▶ DATA PROVIDED:

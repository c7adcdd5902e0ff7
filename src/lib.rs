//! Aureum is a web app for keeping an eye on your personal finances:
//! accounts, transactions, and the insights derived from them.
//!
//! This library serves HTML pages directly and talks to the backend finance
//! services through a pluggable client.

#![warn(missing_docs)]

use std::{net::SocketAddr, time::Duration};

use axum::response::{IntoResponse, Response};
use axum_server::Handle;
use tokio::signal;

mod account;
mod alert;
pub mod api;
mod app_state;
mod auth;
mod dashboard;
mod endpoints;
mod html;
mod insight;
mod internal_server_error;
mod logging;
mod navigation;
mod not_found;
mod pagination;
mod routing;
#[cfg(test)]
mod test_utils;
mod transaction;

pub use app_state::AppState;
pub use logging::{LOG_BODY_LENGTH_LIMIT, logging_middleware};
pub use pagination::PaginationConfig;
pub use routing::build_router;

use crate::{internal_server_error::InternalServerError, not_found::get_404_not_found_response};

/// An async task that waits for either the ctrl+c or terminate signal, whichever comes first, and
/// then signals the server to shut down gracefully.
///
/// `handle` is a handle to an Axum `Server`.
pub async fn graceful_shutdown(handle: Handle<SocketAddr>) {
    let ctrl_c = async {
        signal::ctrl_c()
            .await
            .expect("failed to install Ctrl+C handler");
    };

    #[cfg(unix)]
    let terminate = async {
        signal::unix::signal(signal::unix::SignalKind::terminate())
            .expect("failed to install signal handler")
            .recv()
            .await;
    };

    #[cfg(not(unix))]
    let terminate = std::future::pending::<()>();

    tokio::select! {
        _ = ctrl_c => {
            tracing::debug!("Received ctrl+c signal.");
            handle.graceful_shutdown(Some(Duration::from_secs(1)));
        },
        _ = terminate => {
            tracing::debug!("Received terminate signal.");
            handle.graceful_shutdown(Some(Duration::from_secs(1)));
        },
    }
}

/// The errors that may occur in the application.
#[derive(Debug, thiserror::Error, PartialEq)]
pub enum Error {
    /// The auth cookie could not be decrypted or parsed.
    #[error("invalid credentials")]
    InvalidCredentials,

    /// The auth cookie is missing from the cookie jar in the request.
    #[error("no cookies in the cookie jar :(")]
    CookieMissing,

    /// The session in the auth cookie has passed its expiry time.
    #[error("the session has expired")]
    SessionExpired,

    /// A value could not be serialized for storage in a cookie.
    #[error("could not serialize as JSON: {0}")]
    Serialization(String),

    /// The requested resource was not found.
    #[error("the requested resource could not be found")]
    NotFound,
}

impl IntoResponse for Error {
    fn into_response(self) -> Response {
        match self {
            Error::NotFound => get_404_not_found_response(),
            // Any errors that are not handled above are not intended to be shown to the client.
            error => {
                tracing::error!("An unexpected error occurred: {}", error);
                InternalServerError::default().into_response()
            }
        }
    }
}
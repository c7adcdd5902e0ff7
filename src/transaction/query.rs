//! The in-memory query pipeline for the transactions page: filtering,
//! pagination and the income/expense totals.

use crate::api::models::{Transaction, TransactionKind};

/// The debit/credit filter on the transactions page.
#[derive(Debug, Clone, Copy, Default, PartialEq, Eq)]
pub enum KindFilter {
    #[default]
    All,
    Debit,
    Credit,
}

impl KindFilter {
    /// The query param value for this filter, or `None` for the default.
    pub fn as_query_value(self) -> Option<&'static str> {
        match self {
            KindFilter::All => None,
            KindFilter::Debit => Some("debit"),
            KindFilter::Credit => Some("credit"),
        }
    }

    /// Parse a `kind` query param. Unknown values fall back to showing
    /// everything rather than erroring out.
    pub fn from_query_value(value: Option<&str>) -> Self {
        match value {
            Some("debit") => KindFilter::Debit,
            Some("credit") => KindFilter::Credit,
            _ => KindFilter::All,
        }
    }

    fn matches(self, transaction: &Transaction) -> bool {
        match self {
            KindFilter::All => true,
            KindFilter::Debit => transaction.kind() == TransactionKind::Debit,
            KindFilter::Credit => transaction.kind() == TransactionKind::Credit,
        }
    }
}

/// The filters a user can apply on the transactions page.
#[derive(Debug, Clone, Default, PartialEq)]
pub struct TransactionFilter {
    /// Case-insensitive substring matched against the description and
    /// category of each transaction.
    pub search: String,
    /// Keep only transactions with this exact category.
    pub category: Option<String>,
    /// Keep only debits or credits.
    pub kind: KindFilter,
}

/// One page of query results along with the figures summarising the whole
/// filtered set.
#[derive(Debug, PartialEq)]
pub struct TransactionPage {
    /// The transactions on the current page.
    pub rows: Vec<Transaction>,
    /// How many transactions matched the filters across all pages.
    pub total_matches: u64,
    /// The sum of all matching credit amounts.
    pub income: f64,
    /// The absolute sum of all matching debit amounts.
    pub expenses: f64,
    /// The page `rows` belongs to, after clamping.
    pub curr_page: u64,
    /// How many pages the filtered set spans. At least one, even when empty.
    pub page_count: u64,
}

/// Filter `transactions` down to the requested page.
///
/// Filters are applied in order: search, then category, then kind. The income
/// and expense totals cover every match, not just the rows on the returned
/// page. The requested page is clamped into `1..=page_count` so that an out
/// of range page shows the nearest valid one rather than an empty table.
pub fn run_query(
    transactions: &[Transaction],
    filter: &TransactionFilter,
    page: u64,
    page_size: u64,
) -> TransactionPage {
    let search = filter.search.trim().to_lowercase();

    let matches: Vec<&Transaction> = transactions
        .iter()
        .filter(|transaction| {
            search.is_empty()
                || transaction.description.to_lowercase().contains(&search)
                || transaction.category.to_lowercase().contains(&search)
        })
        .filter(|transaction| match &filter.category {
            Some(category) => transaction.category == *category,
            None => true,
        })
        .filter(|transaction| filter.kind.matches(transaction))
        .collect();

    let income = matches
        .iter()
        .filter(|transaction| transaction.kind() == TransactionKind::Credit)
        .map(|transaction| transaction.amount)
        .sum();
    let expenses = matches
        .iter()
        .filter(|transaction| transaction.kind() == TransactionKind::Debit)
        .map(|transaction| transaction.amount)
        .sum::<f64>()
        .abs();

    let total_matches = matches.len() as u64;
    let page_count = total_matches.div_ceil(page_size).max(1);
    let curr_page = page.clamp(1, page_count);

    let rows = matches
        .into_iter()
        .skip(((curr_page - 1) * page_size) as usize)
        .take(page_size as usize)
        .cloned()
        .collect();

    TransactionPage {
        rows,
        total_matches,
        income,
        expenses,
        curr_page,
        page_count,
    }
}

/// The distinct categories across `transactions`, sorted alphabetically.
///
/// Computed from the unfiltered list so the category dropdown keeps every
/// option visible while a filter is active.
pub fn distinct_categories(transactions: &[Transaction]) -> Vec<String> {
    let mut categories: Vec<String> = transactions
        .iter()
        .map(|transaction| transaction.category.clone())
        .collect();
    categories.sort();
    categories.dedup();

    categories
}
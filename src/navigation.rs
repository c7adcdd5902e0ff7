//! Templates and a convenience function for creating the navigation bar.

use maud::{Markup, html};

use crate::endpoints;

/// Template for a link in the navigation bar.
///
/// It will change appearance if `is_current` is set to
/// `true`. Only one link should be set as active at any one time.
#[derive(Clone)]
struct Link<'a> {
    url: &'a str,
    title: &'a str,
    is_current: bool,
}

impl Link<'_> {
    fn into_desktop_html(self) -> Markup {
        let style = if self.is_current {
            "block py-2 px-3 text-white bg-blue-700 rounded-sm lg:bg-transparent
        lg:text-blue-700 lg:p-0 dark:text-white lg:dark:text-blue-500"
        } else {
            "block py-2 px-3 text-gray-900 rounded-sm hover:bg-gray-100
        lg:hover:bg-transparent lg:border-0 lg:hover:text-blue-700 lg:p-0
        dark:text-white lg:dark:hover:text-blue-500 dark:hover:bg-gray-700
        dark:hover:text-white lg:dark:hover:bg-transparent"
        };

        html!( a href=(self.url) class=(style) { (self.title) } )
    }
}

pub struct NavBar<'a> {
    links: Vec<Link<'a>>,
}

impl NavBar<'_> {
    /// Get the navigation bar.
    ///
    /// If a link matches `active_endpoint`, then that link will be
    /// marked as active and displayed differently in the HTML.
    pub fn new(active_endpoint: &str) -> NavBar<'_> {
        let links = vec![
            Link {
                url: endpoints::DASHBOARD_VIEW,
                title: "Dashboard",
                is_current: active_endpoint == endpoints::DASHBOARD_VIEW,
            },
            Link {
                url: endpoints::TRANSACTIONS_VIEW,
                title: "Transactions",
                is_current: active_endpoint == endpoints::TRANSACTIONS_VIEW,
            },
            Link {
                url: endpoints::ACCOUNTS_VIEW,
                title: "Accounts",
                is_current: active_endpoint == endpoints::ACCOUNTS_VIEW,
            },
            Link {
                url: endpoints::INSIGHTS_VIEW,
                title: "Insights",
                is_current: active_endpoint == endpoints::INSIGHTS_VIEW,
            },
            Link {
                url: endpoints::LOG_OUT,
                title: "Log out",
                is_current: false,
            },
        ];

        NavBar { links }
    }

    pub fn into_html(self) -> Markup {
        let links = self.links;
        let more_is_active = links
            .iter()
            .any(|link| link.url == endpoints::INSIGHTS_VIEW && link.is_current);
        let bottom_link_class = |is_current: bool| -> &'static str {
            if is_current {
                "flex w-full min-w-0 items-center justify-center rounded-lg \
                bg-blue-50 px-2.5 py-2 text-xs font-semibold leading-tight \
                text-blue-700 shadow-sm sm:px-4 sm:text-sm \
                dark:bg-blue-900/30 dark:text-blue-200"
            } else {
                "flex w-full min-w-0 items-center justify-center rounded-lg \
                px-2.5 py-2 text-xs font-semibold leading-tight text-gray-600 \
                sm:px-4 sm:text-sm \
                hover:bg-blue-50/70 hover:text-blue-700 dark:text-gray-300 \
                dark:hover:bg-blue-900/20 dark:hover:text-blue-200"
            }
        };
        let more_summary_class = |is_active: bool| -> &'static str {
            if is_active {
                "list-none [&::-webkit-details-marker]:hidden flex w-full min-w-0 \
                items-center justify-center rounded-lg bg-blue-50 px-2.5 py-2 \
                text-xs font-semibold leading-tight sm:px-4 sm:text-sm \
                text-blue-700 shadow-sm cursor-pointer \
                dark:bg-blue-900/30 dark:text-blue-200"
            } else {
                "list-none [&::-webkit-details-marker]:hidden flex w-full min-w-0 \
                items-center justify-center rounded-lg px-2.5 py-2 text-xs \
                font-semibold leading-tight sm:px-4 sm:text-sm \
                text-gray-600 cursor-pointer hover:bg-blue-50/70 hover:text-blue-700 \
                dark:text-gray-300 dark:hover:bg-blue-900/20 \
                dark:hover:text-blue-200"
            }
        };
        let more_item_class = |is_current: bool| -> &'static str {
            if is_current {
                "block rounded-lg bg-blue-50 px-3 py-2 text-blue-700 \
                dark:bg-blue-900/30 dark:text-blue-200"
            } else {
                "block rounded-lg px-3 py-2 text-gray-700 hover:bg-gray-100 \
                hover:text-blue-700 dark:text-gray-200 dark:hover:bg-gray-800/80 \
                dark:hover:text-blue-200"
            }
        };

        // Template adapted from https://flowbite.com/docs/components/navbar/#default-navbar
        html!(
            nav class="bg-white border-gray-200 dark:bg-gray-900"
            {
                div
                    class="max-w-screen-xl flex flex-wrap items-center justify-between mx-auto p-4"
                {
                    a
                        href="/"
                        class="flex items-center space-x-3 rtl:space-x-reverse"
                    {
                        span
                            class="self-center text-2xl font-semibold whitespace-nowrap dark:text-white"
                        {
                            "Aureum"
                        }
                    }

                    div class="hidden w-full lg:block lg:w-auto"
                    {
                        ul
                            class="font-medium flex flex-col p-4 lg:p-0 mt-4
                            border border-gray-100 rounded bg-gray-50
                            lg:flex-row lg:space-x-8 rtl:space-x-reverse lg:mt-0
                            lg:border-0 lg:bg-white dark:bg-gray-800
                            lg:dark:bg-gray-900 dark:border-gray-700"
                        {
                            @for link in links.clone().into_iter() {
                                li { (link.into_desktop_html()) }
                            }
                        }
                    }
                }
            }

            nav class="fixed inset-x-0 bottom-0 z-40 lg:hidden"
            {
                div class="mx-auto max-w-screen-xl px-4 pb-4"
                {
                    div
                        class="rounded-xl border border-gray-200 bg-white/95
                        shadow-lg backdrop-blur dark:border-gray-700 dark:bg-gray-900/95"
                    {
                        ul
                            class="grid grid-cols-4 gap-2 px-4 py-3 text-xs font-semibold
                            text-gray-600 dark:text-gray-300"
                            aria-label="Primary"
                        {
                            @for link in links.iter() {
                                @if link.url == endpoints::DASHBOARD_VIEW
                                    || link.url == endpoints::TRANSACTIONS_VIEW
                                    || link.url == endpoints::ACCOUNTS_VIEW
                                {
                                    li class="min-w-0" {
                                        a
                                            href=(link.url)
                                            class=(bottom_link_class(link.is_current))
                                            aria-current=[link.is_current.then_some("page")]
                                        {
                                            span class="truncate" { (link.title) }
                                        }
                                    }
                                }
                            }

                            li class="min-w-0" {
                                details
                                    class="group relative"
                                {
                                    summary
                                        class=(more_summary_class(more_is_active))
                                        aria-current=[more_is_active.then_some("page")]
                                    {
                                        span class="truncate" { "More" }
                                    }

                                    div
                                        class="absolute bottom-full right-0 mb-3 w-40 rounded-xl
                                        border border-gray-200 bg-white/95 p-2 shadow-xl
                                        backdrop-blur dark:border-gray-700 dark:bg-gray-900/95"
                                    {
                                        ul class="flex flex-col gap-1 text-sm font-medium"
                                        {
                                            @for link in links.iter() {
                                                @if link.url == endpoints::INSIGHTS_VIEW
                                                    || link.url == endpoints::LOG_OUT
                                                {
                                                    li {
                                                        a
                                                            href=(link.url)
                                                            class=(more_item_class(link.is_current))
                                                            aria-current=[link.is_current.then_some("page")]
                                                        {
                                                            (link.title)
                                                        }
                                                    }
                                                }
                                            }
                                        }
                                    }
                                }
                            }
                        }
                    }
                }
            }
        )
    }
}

▶ EXERCISE DIRECTIONS: Output exactly the span of lines beginning at the first line of the records and ending at the line that holds "signal::unix::signal(signal::unix::SignalKind::terminate())", inclusive, with no other text.

▶ COMPLETED EXERCISE:
repository c7adcdd5902e0ff7
filename src/lib.rs
//! Aureum is a web app for keeping an eye on your personal finances:
//! accounts, transactions, and the insights derived from them.
//!
//! This library serves HTML pages directly and talks to the backend finance
//! services through a pluggable client.

#![warn(missing_docs)]

use std::{net::SocketAddr, time::Duration};

use axum::response::{IntoResponse, Response};
use axum_server::Handle;
use tokio::signal;

mod account;
mod alert;
pub mod api;
mod app_state;
mod auth;
mod dashboard;
mod endpoints;
mod html;
mod insight;
mod internal_server_error;
mod logging;
mod navigation;
mod not_found;
mod pagination;
mod routing;
#[cfg(test)]
mod test_utils;
mod transaction;

pub use app_state::AppState;
pub use logging::{LOG_BODY_LENGTH_LIMIT, logging_middleware};
pub use pagination::PaginationConfig;
pub use routing::build_router;

use crate::{internal_server_error::InternalServerError, not_found::get_404_not_found_response};

/// An async task that waits for either the ctrl+c or terminate signal, whichever comes first, and
/// then signals the server to shut down gracefully.
///
/// `handle` is a handle to an Axum `Server`.
pub async fn graceful_shutdown(handle: Handle<SocketAddr>) {
    let ctrl_c = async {
        signal::ctrl_c()
            .await
            .expect("failed to install Ctrl+C handler");
    };

    #[cfg(unix)]
    let terminate = async {
        signal::unix::signal(signal::unix::SignalKind::terminate())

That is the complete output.